I always wind up setting up the runtime environment using some form of the
"carefully, and by hand" strategy.

Every language that I use (and probably every language that I can think of)
has one or more preferred, distro-agnostic ways to install the language SDK
and runtimes on a per-user or per-app basis. Go has GOHOME and GOPATH. Ruby
has RVM, chruby, rbenv, and bundler. Python has pip and virtualenv.

Pretty much all of these include some sort of 12factor-ish tools and best-
practices advice like using a Gemfile for explicit dependencies and
environment isolation.

For teams with a platform group or someone who is responsible to run upgrades,
with custom apps that were developed for script or interpreted languages: this
is also pretty much the only way to ensure that production apps are not
automatically broken by some ham-handed apt upgrade, usually being done on a
schedule according to protocol, with someone at the keyboard who has no
knowledge of the specific applications running on the machine being upgraded.

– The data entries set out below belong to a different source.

//! Pool configuration.
//!
//! Provides [`PoolConfig`] with the reference deployment's defaults: 18
//! decimals for both the native unit and the cash asset. Validation runs
//! before any pool state exists.

use drops_core::constants::{DEFAULT_DECIMALS, DEFAULT_NAME, DEFAULT_SYMBOL, MAX_DECIMALS};
use drops_core::error::ConfigError;
use drops_core::types::Address;
use serde::{Deserialize, Serialize};

/// Construction-time configuration of a pool.
#[derive(Debug, Clone, PartialEq, Eq, Serialize, Deserialize)]
pub struct PoolConfig {
    /// Human-readable token name.
    pub name: String,
    /// Token ticker symbol.
    pub symbol: String,
    /// Decimal precision of the native unit. Must be even.
    pub decimals: u8,
    /// Decimal precision of the backing cash asset.
    pub cash_decimals: u8,
    /// Address under which the pool holds cash in the cash asset.
    pub custody: Address,
}

impl Default for PoolConfig {
    fn default() -> Self {
        Self {
            name: DEFAULT_NAME.to_string(),
            symbol: DEFAULT_SYMBOL.to_string(),
            decimals: DEFAULT_DECIMALS,
            cash_decimals: DEFAULT_DECIMALS,
            custody: Address::repeat(0xD0),
        }
    }
}

impl PoolConfig {
    /// Check every construction-time constraint.
    ///
    /// # Errors
    ///
    /// - [`ConfigError::OddDecimals`] if the native precision is odd
    /// - [`ConfigError::PrecisionTooLarge`] if either precision exceeds
    ///   [`MAX_DECIMALS`]
    /// - [`ConfigError::EmptyField`] for an empty name or symbol
    pub fn validate(&self) -> Result<(), ConfigError> {
        if self.name.trim().is_empty() {
            return Err(ConfigError::EmptyField("name"));
        }
        if self.symbol.trim().is_empty() {
            return Err(ConfigError::EmptyField("symbol"));
        }
        if self.decimals > MAX_DECIMALS {
            return Err(ConfigError::PrecisionTooLarge(self.decimals));
        }
        if self.cash_decimals > MAX_DECIMALS {
            return Err(ConfigError::PrecisionTooLarge(self.cash_decimals));
        }
        if self.decimals % 2 != 0 {
            return Err(ConfigError::OddDecimals(self.decimals));
        }
        Ok(())
    }
}
//! Scenario and adversarial test suite for the Drops dividend pool.
//!
//! This crate contains integration tests that drive the pool through the
//! deployment scenario, carry-over edge cases, failing cash assets and
//! randomized operation sequences. Accounting invariants are checked after
//! every step.

pub mod helpers;
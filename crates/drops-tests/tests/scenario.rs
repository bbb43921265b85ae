//! Deterministic scenarios replaying the deployment script and the
//! carry-over edge cases around it.

use drops_core::traits::CashAsset;
use drops_core::units::{format_units, parse_units};
use drops_pool::{DropsPool, LinearWeighting, PoolConfig, SqrtWeighting};
use drops_tests::helpers::*;

fn units(amount: &str) -> u128 {
    parse_units(amount, 18).unwrap()
}

fn show(amount: u128) -> String {
    format_units(amount, 18)
}

// ---------------------------------------------------------------------------
// Deployment script
// ---------------------------------------------------------------------------

#[test]
fn deployment_script_oracle() {
    let mut pool = funded_pool();
    let sqrt = SqrtWeighting::new();
    let (a, b) = (addr(0xA1), addr(0xB2));

    // 1. Unenrolled minter deposits 100.
    pool.mint(&admin(), &admin(), units("100")).unwrap();
    assert_eq!(show(pool.balance_of(&admin())), "100.0");
    assert_eq!(show(pool.pool_cash()), "100.0");
    assert_eq!(pool.total_weighted_shares(), 0);
    assert_invariants(&pool, &sqrt);

    // 2. Enrolling empty accounts moves nothing.
    pool.enroll(a).unwrap();
    pool.enroll(b).unwrap();
    assert_eq!(pool.total_weighted_shares(), 0);
    assert_eq!(show(pool.pool_cash()), "100.0");

    // 3. A becomes the first participant and inherits the pool.
    pool.transfer(&admin(), &a, units("1.0")).unwrap();
    assert_eq!(format_units(pool.share_balance_of(&a), 9), "1.0");
    assert_eq!(show(pool.withdrawable_cash_of(&a).unwrap()), "100.0");
    assert_invariants(&pool, &sqrt);

    // 4.
    pool.withdraw(&a, units("1.0")).unwrap();
    assert_eq!(show(pool.pool_cash()), "99.0");

    // 5. B dilutes into an already claimed pool.
    pool.transfer(&admin(), &b, units("1.0")).unwrap();
    assert_eq!(format_units(pool.share_balance_of(&b), 9), "1.0");
    assert_eq!(show(pool.withdrawable_cash_of(&b).unwrap()), "0.0");
    assert_invariants(&pool, &sqrt);

    // 6. A fresh deposit splits evenly between equal shares.
    pool.mint(&admin(), &admin(), units("100")).unwrap();
    assert_eq!(show(pool.pool_cash()), "199.0");
    assert_eq!(show(pool.withdrawable_cash_of(&b).unwrap()), "50.0");

    // 7.
    pool.withdraw(&b, units("50.0")).unwrap();
    assert_eq!(show(pool.withdrawable_cash_of(&b).unwrap()), "0.0");
    assert_eq!(show(pool.withdrawable_cash_of(&a).unwrap()), "99.0");
    assert_invariants(&pool, &sqrt);

    assert_eq!(show(pool.cash().balance_of(&admin())), "800.0");
    assert_eq!(show(pool.cash().balance_of(&a)), "1.0");
    assert_eq!(show(pool.cash().balance_of(&b)), "50.0");
}

#[test]
fn oracle_withdrawals_beyond_claim_fail() {
    let mut pool = funded_pool();
    let (a, b) = (addr(0xA1), addr(0xB2));
    pool.mint(&admin(), &admin(), units("100")).unwrap();
    pool.enroll(a).unwrap();
    pool.enroll(b).unwrap();
    pool.transfer(&admin(), &a, units("1")).unwrap();
    pool.transfer(&admin(), &b, units("1")).unwrap();

    assert!(pool.withdraw(&b, 1).is_err());
    assert!(pool.withdraw(&a, units("50") + 1).is_err());
    pool.withdraw(&a, units("50")).unwrap();
    assert_eq!(pool.withdrawable_cash_of(&a).unwrap(), 0);
}

// ---------------------------------------------------------------------------
// Carry-over
// ---------------------------------------------------------------------------

#[test]
fn second_deposit_before_any_enrollment() {
    let mut pool = funded_pool();
    let (a, b) = (addr(0xA1), addr(0xB2));
    pool.mint(&admin(), &admin(), units("100")).unwrap();
    pool.mint(&admin(), &admin(), units("50")).unwrap();
    assert_eq!(pool.distributable_cash(), units("150"));

    pool.enroll(a).unwrap();
    pool.transfer(&admin(), &a, units("4")).unwrap();
    assert_eq!(show(pool.withdrawable_cash_of(&a).unwrap()), "150.0");

    pool.enroll(b).unwrap();
    pool.transfer(&admin(), &b, units("4")).unwrap();
    assert_eq!(show(pool.withdrawable_cash_of(&b).unwrap()), "0.0");
    assert_invariants(&pool, &SqrtWeighting::new());
}

#[test]
fn enrolling_existing_holder_as_first_participant_takes_carry_over() {
    let mut pool = funded_pool();
    let a = addr(0xA1);
    pool.mint(&admin(), &a, units("9")).unwrap();
    assert_eq!(pool.withdrawable_cash_of(&a).unwrap(), 0);

    pool.enroll(a).unwrap();
    assert_eq!(pool.total_weighted_shares(), 3_000_000_000);
    assert_eq!(show(pool.withdrawable_cash_of(&a).unwrap()), "9.0");
}

#[test]
fn carry_over_after_everyone_leaves() {
    let mut pool = funded_pool();
    let (a, b) = (addr(0xA1), addr(0xB2));
    pool.enroll(a).unwrap();
    pool.mint(&admin(), &a, units("1")).unwrap();
    assert_eq!(show(pool.withdrawable_cash_of(&a).unwrap()), "1.0");

    // A hands its whole balance to a non-member; the pool has no shares left.
    pool.transfer(&a, &admin(), units("1")).unwrap();
    assert_eq!(pool.total_weighted_shares(), 0);
    assert_eq!(pool.distributable_cash(), 0);
    assert_eq!(show(pool.withdrawable_cash_of(&a).unwrap()), "1.0");

    // Cash deposited while nobody holds shares waits for the next participant.
    pool.mint(&admin(), &admin(), units("10")).unwrap();
    pool.enroll(b).unwrap();
    pool.transfer(&admin(), &b, units("1")).unwrap();
    assert_eq!(show(pool.withdrawable_cash_of(&b).unwrap()), "10.0");
    assert_eq!(show(pool.withdrawable_cash_of(&a).unwrap()), "1.0");
    assert_eq!(show(pool.pool_cash()), "11.0");
    assert_invariants(&pool, &SqrtWeighting::new());

    assert_eq!(drain(&mut pool, &a).unwrap(), units("1"));
    assert_eq!(drain(&mut pool, &b).unwrap(), units("10"));
    assert_eq!(pool.pool_cash(), 0);
}

#[test]
fn leaving_member_keeps_settled_claim() {
    let mut pool = funded_pool();
    let (a, b) = (addr(0xA1), addr(0xB2));
    pool.enroll(a).unwrap();
    pool.enroll(b).unwrap();
    pool.mint(&admin(), &a, units("1")).unwrap();
    pool.mint(&admin(), &b, units("1")).unwrap();
    pool.mint(&admin(), &admin(), units("20")).unwrap();
    let a_before = pool.withdrawable_cash_of(&a).unwrap();
    let b_before = pool.withdrawable_cash_of(&b).unwrap();

    pool.transfer(&a, &admin(), units("1")).unwrap();
    assert_eq!(pool.share_balance_of(&a), 0);
    assert_eq!(pool.withdrawable_cash_of(&a).unwrap(), a_before);
    assert_eq!(pool.withdrawable_cash_of(&b).unwrap(), b_before);

    // Later deposits go to the remaining holder only.
    pool.mint(&admin(), &admin(), units("6")).unwrap();
    assert_eq!(pool.withdrawable_cash_of(&a).unwrap(), a_before);
    assert_eq!(pool.withdrawable_cash_of(&b).unwrap(), b_before + units("6"));
    assert_invariants(&pool, &SqrtWeighting::new());
}

// ---------------------------------------------------------------------------
// Weighting
// ---------------------------------------------------------------------------

#[test]
fn linear_weighting_regression() {
    let config = PoolConfig::default();
    let cash = funded_cash(&config.custody);
    let mut pool = DropsPool::with_weighting(config, cash, LinearWeighting).unwrap();
    let (a, b) = (addr(0xA1), addr(0xB2));

    pool.mint(&admin(), &admin(), units("100")).unwrap();
    pool.enroll(a).unwrap();
    pool.enroll(b).unwrap();
    pool.transfer(&admin(), &a, units("1")).unwrap();
    assert_eq!(show(pool.withdrawable_cash_of(&a).unwrap()), "100.0");
    pool.withdraw(&a, units("1")).unwrap();

    // B holds three times A's balance and gets three times the weight.
    pool.transfer(&admin(), &b, units("3")).unwrap();
    pool.mint(&admin(), &admin(), units("100")).unwrap();
    assert_eq!(show(pool.withdrawable_cash_of(&b).unwrap()), "75.0");
    assert_eq!(show(pool.withdrawable_cash_of(&a).unwrap()), "49.0");
    assert_invariants(&pool, &LinearWeighting);
}

#[test]
fn sqrt_weighting_halves_share_precision() {
    let pool = funded_pool();
    assert_eq!(pool.decimals(), 18);
    assert_eq!(pool.share_decimals(), 9);
    assert_eq!(pool.name(), "Drops");
    assert_eq!(pool.symbol(), "DROP");
}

We have channels for those folks to notify us of impending upgrades, but five
times out of seven the timing couldn't be worse, or the notification wouldn't
include specific notes about what packages will be changed, so we're left to
our own "spidey-senses" and vigilance inside of dev environments to notice
these issues before they hit prod...

More often than not though, the issue I've seen has been the reverse:
developers would like to start their app with the newest release of the
language runtime, to take advantage of the latest features as well as to
minimize the pain of upgrading later, but the platform team prefers to use a
Stable or Long-Term Support release that has an intolerably old version, and
the devs wind up missing the new features and writing workarounds for the
lowest common denominator (or worse, remaining ignorant on the pain or
postponing the pain of upgrading until some unknown future date.)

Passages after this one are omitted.